[Activity] Your task is to print each record exactly as it reads.

[Extracted data]
_ _ _ _ _
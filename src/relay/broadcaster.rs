//! Primary-side broadcaster.
//!
//! Keeps the companion's view of the post list eventually consistent using
//! the two transport channels: a whole-list context push after every change
//! and a best-effort direct message for a single created/updated post.

use std::sync::atomic::{AtomicU64, Ordering};
use std::sync::{Arc, Mutex, PoisonError};

use super::transport::RelayTransport;
use crate::models::{timestamp, Post, RelayDelta, RelaySnapshot};

/// What happened to a push or send. None of these are errors for the caller.
#[derive(Debug, Clone, PartialEq, Eq)]
pub enum DeliveryOutcome {
    /// Handed to the transport.
    Sent,
    /// Held until the session activates.
    Deferred,
    /// Not delivered; the next context push reconciles.
    Dropped(String),
}

pub struct Broadcaster {
    transport: Arc<dyn RelayTransport>,
    /// Latest list pushed before activation.
    deferred: Mutex<Option<Vec<Post>>>,
    sequence: AtomicU64,
}

impl Broadcaster {
    pub fn new(transport: Arc<dyn RelayTransport>) -> Self {
        Self {
            transport,
            deferred: Mutex::new(None),
            sequence: AtomicU64::new(0),
        }
    }

    /// Replace the companion's context with the full post list.
    pub fn push_context(&self, posts: &[Post]) -> DeliveryOutcome {
        if !self.transport.is_activated() {
            *self
                .deferred
                .lock()
                .unwrap_or_else(PoisonError::into_inner) = Some(posts.to_vec());
            tracing::debug!(
                "Relay session not activated; deferring context push of {} posts",
                posts.len()
            );
            return DeliveryOutcome::Deferred;
        }
        self.send_snapshot(posts.to_vec())
    }

    /// Best-effort point update for one post.
    pub fn send_post_update(&self, post: &Post) -> DeliveryOutcome {
        if !self.transport.is_activated() {
            tracing::debug!(post_id = %post.id, "Relay session not activated; dropping post update");
            return DeliveryOutcome::Dropped("session not activated".to_string());
        }
        if !self.transport.is_reachable() {
            tracing::info!(post_id = %post.id, "Companion not reachable; dropping post update");
            return DeliveryOutcome::Dropped("companion not reachable".to_string());
        }

        let delta = RelayDelta { post: post.clone() };
        match delta
            .to_payload()
            .and_then(|payload| self.transport.send_message(payload))
        {
            Ok(()) => {
                tracing::debug!(post_id = %post.id, status = post.status_label(), "Sent post update to companion");
                DeliveryOutcome::Sent
            }
            Err(e) => {
                tracing::warn!(post_id = %post.id, "Failed to send post update: {}", e);
                DeliveryOutcome::Dropped(e.message())
            }
        }
    }

    /// Flush the deferred list once the session is up. Issues exactly one
    /// context push when anything was deferred.
    pub fn on_activated(&self) -> Option<DeliveryOutcome> {
        let deferred = self
            .deferred
            .lock()
            .unwrap_or_else(PoisonError::into_inner)
            .take();
        deferred.map(|posts| self.send_snapshot(posts))
    }

    fn send_snapshot(&self, posts: Vec<Post>) -> DeliveryOutcome {
        let count = posts.len();
        let snapshot = RelaySnapshot {
            posts,
            sent_at: timestamp::now(),
            sequence: self.sequence.fetch_add(1, Ordering::SeqCst) + 1,
        };

        match snapshot
            .to_payload()
            .and_then(|payload| self.transport.update_context(payload))
        {
            Ok(()) => {
                tracing::debug!(sequence = snapshot.sequence, "Pushed context with {} posts", count);
                DeliveryOutcome::Sent
            }
            Err(e) => {
                tracing::warn!("Failed to push context: {}", e);
                DeliveryOutcome::Dropped(e.message())
            }
        }
    }
}

#[cfg(test)]
mod tests {
    use super::*;
    use crate::models::{User, KEY_ALL_POSTS, KEY_SEQUENCE, KEY_UPDATED_POST};
    use crate::relay::memory::MemoryTransport;
    use crate::relay::transport::TransportEvent;

    fn post(id: &str, status: bool) -> Post {
        Post {
            id: id.to_string(),
            author: User::default(),
            item_name: format!("Item {}", id),
            description: String::new(),
            location: "Hall".to_string(),
            post_date: timestamp::now(),
            status,
        }
    }

    #[test]
    fn test_push_before_activation_is_deferred_then_flushed_once() {
        let ((primary, _primary_rx), (companion, mut companion_rx)) = MemoryTransport::pair();
        companion.activate();
        let _ = companion_rx.try_recv();

        let broadcaster = Broadcaster::new(Arc::new(primary.clone()));
        assert_eq!(
            broadcaster.push_context(&[post("a", true)]),
            DeliveryOutcome::Deferred
        );
        assert_eq!(
            broadcaster.push_context(&[post("a", true), post("b", true)]),
            DeliveryOutcome::Deferred
        );

        primary.activate();
        let _ = companion_rx.try_recv(); // reachability
        assert_eq!(broadcaster.on_activated(), Some(DeliveryOutcome::Sent));
        assert_eq!(broadcaster.on_activated(), None);

        match companion_rx.try_recv().unwrap() {
            TransportEvent::ContextReceived(payload) => {
                assert_eq!(payload[KEY_ALL_POSTS].as_array().unwrap().len(), 2);
                assert_eq!(payload[KEY_SEQUENCE], 1);
            }
            other => panic!("unexpected event {:?}", other),
        }
        assert!(companion_rx.try_recv().is_err());
    }

    #[test]
    fn test_post_update_dropped_when_unreachable() {
        let ((primary, _primary_rx), (companion, mut companion_rx)) = MemoryTransport::pair();
        primary.activate();
        companion.activate();
        let _ = companion_rx.try_recv();
        primary.set_reachable(false);
        let _ = companion_rx.try_recv();

        let broadcaster = Broadcaster::new(Arc::new(primary));
        let outcome = broadcaster.send_post_update(&post("a", true));
        assert!(matches!(outcome, DeliveryOutcome::Dropped(_)));
        assert!(companion_rx.try_recv().is_err());
    }

    #[test]
    fn test_post_update_sent_as_message() {
        let ((primary, _primary_rx), (companion, mut companion_rx)) = MemoryTransport::pair();
        primary.activate();
        companion.activate();
        let _ = companion_rx.try_recv();

        let broadcaster = Broadcaster::new(Arc::new(primary));
        assert_eq!(
            broadcaster.send_post_update(&post("a", false)),
            DeliveryOutcome::Sent
        );
        match companion_rx.try_recv().unwrap() {
            TransportEvent::MessageReceived(payload) => {
                assert_eq!(payload[KEY_UPDATED_POST]["id"], "a");
                assert_eq!(payload[KEY_UPDATED_POST]["status"], false);
            }
            other => panic!("unexpected event {:?}", other),
        }
    }

    #[test]
    fn test_sequence_is_monotonic() {
        let ((primary, _primary_rx), (companion, mut companion_rx)) = MemoryTransport::pair();
        primary.activate();
        companion.activate();
        let _ = companion_rx.try_recv();

        let broadcaster = Broadcaster::new(Arc::new(primary));
        broadcaster.push_context(&[]);
        broadcaster.push_context(&[]);

        let mut sequences = Vec::new();
        while let Ok(TransportEvent::ContextReceived(payload)) = companion_rx.try_recv() {
            sequences.push(payload[KEY_SEQUENCE].as_u64().unwrap());
        }
        assert_eq!(sequences, vec![1, 2]);
    }
}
_ _ _ _ _
[Completed task]
filename src/relay/broadcaster.rs
//! Primary-side broadcaster.
//!
//! Keeps the companion's view of the post list eventually consistent using
//! the two transport channels: a whole-list context push after every change
//! and a best-effort direct message for a single created/updated post.

use std::sync::atomic::{AtomicU64, Ordering};
use std::sync::{Arc, Mutex, PoisonError};

use super::transport::RelayTransport;
use crate::models::{timestamp, Post, RelayDelta, RelaySnapshot};

/// What happened to a push or send. None of these are errors for the caller.
#[derive(Debug, Clone, PartialEq, Eq)]
pub enum DeliveryOutcome {
    /// Handed to the transport.
    Sent,
    /// Held until the session activates.
    Deferred,
    /// Not delivered; the next context push reconciles.
    Dropped(String),
}

pub struct Broadcaster {
    transport: Arc<dyn RelayTransport>,
    /// Latest list pushed before activation.
    deferred: Mutex<Option<Vec<Post>>>,
    sequence: AtomicU64,
}

impl Broadcaster {
    pub fn new(transport: Arc<dyn RelayTransport>) -> Self {
        Self {
            transport,
            deferred: Mutex::new(None),
            sequence: AtomicU64::new(0),
        }
    }

    /// Replace the companion's context with the full post list.
    pub fn push_context(&self, posts: &[Post]) -> DeliveryOutcome {
        if !self.transport.is_activated() {
            *self
                .deferred
                .lock()
                .unwrap_or_else(PoisonError::into_inner) = Some(posts.to_vec());
            tracing::debug!(
                "Relay session not activated; deferring context push of {} posts",
                posts.len()
            );
            return DeliveryOutcome::Deferred;
        }
        self.send_snapshot(posts.to_vec())
    }

    /// Best-effort point update for one post.
    pub fn send_post_update(&self, post: &Post) -> DeliveryOutcome {
        if !self.transport.is_activated() {
            tracing::debug!(post_id = %post.id, "Relay session not activated; dropping post update");
            return DeliveryOutcome::Dropped("session not activated".to_string());
        }
        if !self.transport.is_reachable() {
            tracing::info!(post_id = %post.id, "Companion not reachable; dropping post update");
            return DeliveryOutcome::Dropped("companion not reachable".to_string());
        }

        let delta = RelayDelta { post: post.clone() };
        match delta
            .to_payload()
            .and_then(|payload| self.transport.send_message(payload))
        {
            Ok(()) => {
                tracing::debug!(post_id = %post.id, status = post.status_label(), "Sent post update to companion");
                DeliveryOutcome::Sent
            }
            Err(e) => {
                tracing::warn!(post_id = %post.id, "Failed to send post update: {}", e);
                DeliveryOutcome::Dropped(e.message())
            }
        }
    }

    /// Flush the deferred list once the session is up. Issues exactly one
    /// context push when anything was deferred.
    pub fn on_activated(&self) -> Option<DeliveryOutcome> {
        let deferred = self
            .deferred
            .lock()
            .unwrap_or_else(PoisonError::into_inner)
            .take();
        deferred.map(|posts| self.send_snapshot(posts))
    }

    fn send_snapshot(&self, posts: Vec<Post>) -> DeliveryOutcome {
        let count = posts.len();
        let snapshot = RelaySnapshot {
            posts,
            sent_at: timestamp::now(),
            sequence: self.sequence.fetch_add(1, Ordering::SeqCst) + 1,
        };

        match snapshot
            .to_payload()
            .and_then(|payload| self.transport.update_context(payload))
        {
            Ok(()) => {
                tracing::debug!(sequence = snapshot.sequence, "Pushed context with {} posts", count);
                DeliveryOutcome::Sent
            }
            Err(e) => {
                tracing::warn!("Failed to push context: {}", e);
                DeliveryOutcome::Dropped(e.message())
            }
        }
    }
}

#[cfg(test)]
mod tests {
    use super::*;
    use crate::models::{User, KEY_ALL_POSTS, KEY_SEQUENCE, KEY_UPDATED_POST};
    use crate::relay::memory::MemoryTransport;
    use crate::relay::transport::TransportEvent;

    fn post(id: &str, status: bool) -> Post {
        Post {
            id: id.to_string(),
            author: User::default(),
            item_name: format!("Item {}", id),
            description: String::new(),
            location: "Hall".to_string(),
            post_date: timestamp::now(),
            status,
        }
    }

    #[test]
    fn test_push_before_activation_is_deferred_then_flushed_once() {
        let ((primary, _primary_rx), (companion, mut companion_rx)) = MemoryTransport::pair();
        companion.activate();
        let _ = companion_rx.try_recv();

        let broadcaster = Broadcaster::new(Arc::new(primary.clone()));
        assert_eq!(
            broadcaster.push_context(&[post("a", true)]),
            DeliveryOutcome::Deferred
        );
        assert_eq!(
            broadcaster.push_context(&[post("a", true), post("b", true)]),
            DeliveryOutcome::Deferred
        );

        primary.activate();
        let _ = companion_rx.try_recv(); // reachability
        assert_eq!(broadcaster.on_activated(), Some(DeliveryOutcome::Sent));
        assert_eq!(broadcaster.on_activated(), None);

        match companion_rx.try_recv().unwrap() {
            TransportEvent::ContextReceived(payload) => {
                assert_eq!(payload[KEY_ALL_POSTS].as_array().unwrap().len(), 2);
                assert_eq!(payload[KEY_SEQUENCE], 1);
            }
            other => panic!("unexpected event {:?}", other),
        }
        assert!(companion_rx.try_recv().is_err());
    }

    #[test]
    fn test_post_update_dropped_when_unreachable() {
        let ((primary, _primary_rx), (companion, mut companion_rx)) = MemoryTransport::pair();
        primary.activate();
        companion.activate();
        let _ = companion_rx.try_recv();
        primary.set_reachable(false);
        let _ = companion_rx.try_recv();

        let broadcaster = Broadcaster::new(Arc::new(primary));
        let outcome = broadcaster.send_post_update(&post("a", true));
        assert!(matches!(outcome, DeliveryOutcome::Dropped(_)));
        assert!(companion_rx.try_recv().is_err());
    }

    #[test]
    fn test_post_update_sent_as_message() {
        let ((primary, _primary_rx), (companion, mut companion_rx)) = MemoryTransport::pair();
        primary.activate();
        companion.activate();
        let _ = companion_rx.try_recv();

        let broadcaster = Broadcaster::new(Arc::new(primary));
        assert_eq!(
            broadcaster.send_post_update(&post("a", false)),
            DeliveryOutcome::Sent
        );
        match companion_rx.try_recv().unwrap() {
            TransportEvent::MessageReceived(payload) => {
                assert_eq!(payload[KEY_UPDATED_POST]["id"], "a");
                assert_eq!(payload[KEY_UPDATED_POST]["status"], false);
            }
            other => panic!("unexpected event {:?}", other),
        }
    }

    #[test]
    fn test_sequence_is_monotonic() {
        let ((primary, _primary_rx), (companion, mut companion_rx)) = MemoryTransport::pair();
        primary.activate();
        companion.activate();
        let _ = companion_rx.try_recv();

        let broadcaster = Broadcaster::new(Arc::new(primary));
        broadcaster.push_context(&[]);
        broadcaster.push_context(&[]);

        let mut sequences = Vec::new();
        while let Ok(TransportEvent::ContextReceived(payload)) = companion_rx.try_recv() {
            sequences.push(payload[KEY_SEQUENCE].as_u64().unwrap());
        }
        assert_eq!(sequences, vec![1, 2]);
    }
}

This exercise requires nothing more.